KB5022282 is part of the company’s Patch Tuesday and primarily focuses on security improvements. Of course, it also includes fixes from previous months’ cumulative and cumulative preview updates. However, Microsoft officials were on a break in December due to Christmas, so there were no optional updates last month.
It is worth noting that the update would still include bug fixes from November, October and September optional updates. As per the official release notes, Microsoft has patched an issue where devices crash with Blue Screen of Death 0xc000021a. This bug affects the startup on some PCs.
You can install the update on any supported operating system version, but the build number would carry from OS version to version. For those on version 22H2, they will get Build 19045.2486. If you’re on 21H2, you’ll be getting Build 19044.2486. Likewise, version 20H2 is getting Build 19042.1645.
(There’s a further update for Windows 11 with identical bug fixes. If you’re on Windows 11 22H2, you’ll get KB5022303. Windows 11 21H2 (original release) is getting KB5022287).
On Windows 10, if you check for updates, you’ll see either of the update alerts:
2023-01 Cumulative Update for Windows 10 Version 22H2 for x64-based Systems (KB5022282)
2023-01 Cumulative Update for Windows 10 Version 21H2 for x64-based Systems (KB5022282)
Download Links for Windows 10 KB5022282
Windows 10 KB5022282 Direct Download Links: 64-bit and 32-bit (x86).
You can download the update in .msu format from the above link, which opens Microsoft Update Catalog.
For those unaware, the Microsoft Update Catalog (library of Windows patches) was recently updated with support for downloads via a secure connection (HTTPs). As a result, Chrome no longer blocks the download, and users can on the .msu link after hitting the ‘Download’ button to get the package.
Windows 10 KB5022282 (Build 19045.2486) Full Changelog
Windows 10 Build 19045.2486 addresses a critical bug that prevents computers from booting up. This bug also affects the system restore feature, which lets you recover the system in case of Windows failure.
For those unaware, Windows 10’s latest BSOD error is a show-stopper and can brick PCs in the worst cases.
It affects specific Windows 10 computers using additional drivers. In this case, when you install Windows 10 update and the PC reboots and has finished installing the updates, you will run into the boot screen error with code -0xc000021a.
So how do you address the blue screen error? You have two options – install the January 2023 Patch Tuesday update or use Windows Recovery Environment to fix the problem and install today’s update. After failing to boot, you’ll be on a blue screen, “Windows Recovery Environment”.
On the Recovery Environment screen, try these steps:
- Select Troubleshoot > Advanced options > More recovery options > Startup.
- Select Restart now.
- Select Disable driver signature enforcement.
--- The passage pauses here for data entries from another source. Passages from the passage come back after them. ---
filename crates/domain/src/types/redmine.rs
//! Redmine resources used by the synchronizer.

use chrono::NaiveDate;
use serde::{Deserialize, Serialize};

use super::sync::TicketId;

/// Redmine time entry activity identifier
pub type ActivityId = u32;

/// Redmine user identifier
pub type UserId = u32;

/// Identifier of a time entry created in Redmine
pub type RedmineEntryId = u64;

/// Time entry activity (e.g. `Development`, `Meeting`).
#[derive(Debug, Clone, PartialEq, Eq, Serialize, Deserialize)]
pub struct Activity {
    pub id: ActivityId,
    pub name: String,
}

impl Activity {
    #[must_use]
    pub fn new(id: ActivityId, name: impl Into<String>) -> Self {
        Self { id, name: name.into() }
    }
}

/// Issue a time entry is billed against.
#[derive(Debug, Clone, PartialEq, Eq, Serialize, Deserialize)]
pub struct Issue {
    pub id: TicketId,
    #[serde(default)]
    pub subject: String,
}

/// The user owning the API key.
#[derive(Debug, Clone, PartialEq, Eq, Serialize, Deserialize)]
pub struct RedmineUser {
    pub id: UserId,
    #[serde(default)]
    pub login: String,
}

/// Time entry to be created in Redmine.
#[derive(Debug, Clone, PartialEq, Serialize, Deserialize)]
pub struct NewTimeEntry {
    pub issue_id: TicketId,
    pub activity_id: ActivityId,
    pub spent_on: NaiveDate,
    pub user_id: UserId,
    pub hours: f64,
    pub comments: String,
}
- The system restore process should resume and revert the changes.
Microsoft confirmed that the BSOD issue was addressed in this cumulative update for Windows 10. It is worth noting that we witnessed the same glitch on Windows 11 very recently in the form of a December 2022 security update that also caused AMD performance issues.
Microsoft retires 21H1; no further updates.
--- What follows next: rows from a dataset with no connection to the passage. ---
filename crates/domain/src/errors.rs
//! Error types used throughout the application

use serde::{Deserialize, Serialize};
use thiserror::Error;

/// Main error type for harvestmine
///
/// The first group of variants is the sync taxonomy: `Connection`, `Config`
/// and `UnknownActivities` abort a run, the remaining three are local to a
/// single entry. The transport group is produced by the HTTP clients and is
/// folded into the taxonomy at the engine boundary.
#[derive(Error, Debug, Clone, PartialEq, Serialize, Deserialize)]
#[serde(tag = "type", content = "message")]
pub enum SyncError {
    #[error("Connection error: {0}")]
    Connection(String),

    #[error("Configuration error: {0}")]
    Config(String),

    #[error("Can't find these Harvest activity types in Redmine: {}", .0.join(", "))]
    UnknownActivities(Vec<String>),

    #[error("{0}")]
    EntryParse(String),

    #[error("{0}")]
    Submission(String),

    #[error("{0}")]
    Persistence(String),

    #[error("Network error: {0}")]
    Network(String),

    #[error("Authentication error: {0}")]
    Auth(String),

    #[error("Not found: {0}")]
    NotFound(String),

    #[error("Invalid input: {0}")]
    InvalidInput(String),

    #[error("Internal error: {0}")]
    Internal(String),
}

impl SyncError {
    /// Stable label suitable for structured logging.
    #[must_use]
    pub const fn label(&self) -> &'static str {
        match self {
            Self::Connection(_) => "connection",
            Self::Config(_) => "config",
            Self::UnknownActivities(_) => "unknown_activities",
            Self::EntryParse(_) => "entry_parse",
            Self::Submission(_) => "submission",
            Self::Persistence(_) => "persistence",
            Self::Network(_) => "network",
            Self::Auth(_) => "auth",
            Self::NotFound(_) => "not_found",
            Self::InvalidInput(_) => "invalid_input",
            Self::Internal(_) => "internal",
        }
    }

    /// Re-label a client failure raised while connecting to `service`.
    #[must_use]
    pub fn into_connection(self, service: &str) -> Self {
        match self {
            Self::Connection(_) => self,
            other => Self::Connection(format!(
                "There is a problem with connecting to {service}: {other}"
            )),
        }
    }
}

/// Result type alias for harvestmine operations
pub type Result<T> = std::result::Result<T, SyncError>;
//! Redmine error classification
//!
//! Sorts failed responses into categories and folds them into the domain
//! error at the client boundary.

use std::fmt;

use harvestmine_domain::SyncError;
use reqwest::StatusCode;

use super::types::ErrorsBody;

/// Redmine error category
#[derive(Debug, Clone, Copy, PartialEq, Eq)]
pub enum RedmineErrorCategory {
    /// API key rejected (401, 403)
    Authentication,

    /// Resource does not exist (404)
    NotFound,

    /// Redmine refused the payload (422 with an `errors` list)
    Validation,

    /// Redmine is down or overloaded (5xx, 429)
    ServerUnavailable,

    /// Anything else
    Unknown,
}

impl fmt::Display for RedmineErrorCategory {
    fn fmt(&self, f: &mut fmt::Formatter<'_>) -> fmt::Result {
        match self {
            Self::Authentication => write!(f, "Authentication Failed"),
            Self::NotFound => write!(f, "Not Found"),
            Self::Validation => write!(f, "Validation Error"),
            Self::ServerUnavailable => write!(f, "Server Unavailable"),
            Self::Unknown => write!(f, "Unknown Error"),
        }
    }
}

/// Failed Redmine response
#[derive(Debug, Clone, PartialEq, Eq)]
pub struct RedmineError {
    category: RedmineErrorCategory,
    status: StatusCode,
    messages: Vec<String>,
}

impl RedmineError {
    /// Classify a status code and the raw response body
    ///
    /// A 422 body of the form `{"errors": [...]}` contributes its messages;
    /// other bodies are ignored.
    #[must_use]
    pub fn from_response(status: StatusCode, body: &str) -> Self {
        let category = match status.as_u16() {
            401 | 403 => RedmineErrorCategory::Authentication,
            404 => RedmineErrorCategory::NotFound,
            422 => RedmineErrorCategory::Validation,
            429 | 500..=599 => RedmineErrorCategory::ServerUnavailable,
            _ => RedmineErrorCategory::Unknown,
        };

        let messages = if category == RedmineErrorCategory::Validation {
            serde_json::from_str::<ErrorsBody>(body).map(|parsed| parsed.errors).unwrap_or_default()
        } else {
            Vec::new()
        };

        Self { category, status, messages }
    }

    #[must_use]
    pub const fn category(&self) -> RedmineErrorCategory {
        self.category
    }

    /// Messages reported by Redmine, if any
    #[must_use]
    pub fn messages(&self) -> &[String] {
        &self.messages
    }

    fn status_text(&self) -> String {
        format!(
            "HTTP {} {}",
            self.status.as_u16(),
            self.status.canonical_reason().unwrap_or("unknown status")
        )
    }

    /// Convert to domain error type
    #[must_use]
    pub fn into_domain_error(self) -> SyncError {
        match self.category {
            RedmineErrorCategory::Authentication => SyncError::Auth(self.status_text()),
            RedmineErrorCategory::NotFound => SyncError::NotFound(self.status_text()),
            RedmineErrorCategory::Validation if !self.messages.is_empty() => {
                SyncError::Submission(self.messages.join(", "))
            }
            RedmineErrorCategory::Validation => SyncError::InvalidInput(self.status_text()),
            RedmineErrorCategory::ServerUnavailable => SyncError::Network(self.status_text()),
            RedmineErrorCategory::Unknown => SyncError::Internal(self.status_text()),
        }
    }
}

impl fmt::Display for RedmineError {
    fn fmt(&self, f: &mut fmt::Formatter<'_>) -> fmt::Result {
        write!(f, "{}: {}", self.category, self.status_text())?;
        if !self.messages.is_empty() {
            write!(f, " ({})", self.messages.join(", "))?;
        }
        Ok(())
    }
}

impl std::error::Error for RedmineError {}

impl From<RedmineError> for SyncError {
    fn from(err: RedmineError) -> Self {
        err.into_domain_error()
    }
}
Microsoft ended support for Windows 10 version 21H1 in December. December 13 Patch Tuesday was the final patch for this particular release. Version 21H1 is no longer supported with security updates and improvements, so you’ll need to upgrade the device to a newer version of Windows.
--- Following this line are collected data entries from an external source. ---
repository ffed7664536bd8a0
//! Redmine integration
//!
//! REST client authenticated with the `X-Redmine-API-Key` header:
//! - `GET /users/current.json` to verify the key and learn the user id
//! - `GET /enumerations/time_entry_activities.json` for the activity list
//! - `GET /issues/{id}.json` to check an issue exists
//! - `POST /time_entries.json` to create a time entry
//!
//! Validation failures (HTTP 422) carry Redmine's own messages and are
//! classified by [`RedmineError`].

pub mod client;
pub mod errors;
pub mod types;

pub use client::RedmineClient;
pub use errors::{RedmineError, RedmineErrorCategory};
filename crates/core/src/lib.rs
//! # harvestmine Core
//!
//! Pure business logic layer - no infrastructure dependencies.
//!
//! This crate contains:
//! - The sync engine and its port interfaces (traits)
//! - Ticket/activity mapping rules and hour rounding
//! - Target date selection
//!
//! ## Architecture Principles
//! - Only depends on `harvestmine-domain`
//! - No HTTP, file or terminal code
//! - All external dependencies via traits

pub mod dates;
pub mod sync;

pub use dates::DateSelection;
pub use sync::{
    IssueTrackerClient, LoggedMarker, NotesMarker, SyncObserver, SyncService, SyncSettings,
    TimeTrackingClient,
};
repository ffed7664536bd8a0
//! Configuration loading and management
//!
//! This module provides utilities for loading application configuration
//! from environment variables and files.

pub mod loader;

// Re-export commonly used items
pub use loader::{load, load_from_env, load_from_file, probe_config_paths, validate};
Remember that Microsoft will force upgrade devices still on version 21H1, according to a statement from the company.
Those unsupported PCs will be automatically updated to version 22H2. You can also upgrade to Windows 11 22H2 directly if you want.
However, Windows 11 isn’t always an option, as you’ll still need to meet the system requirements, including TPM 2.0 and 8th gen processors.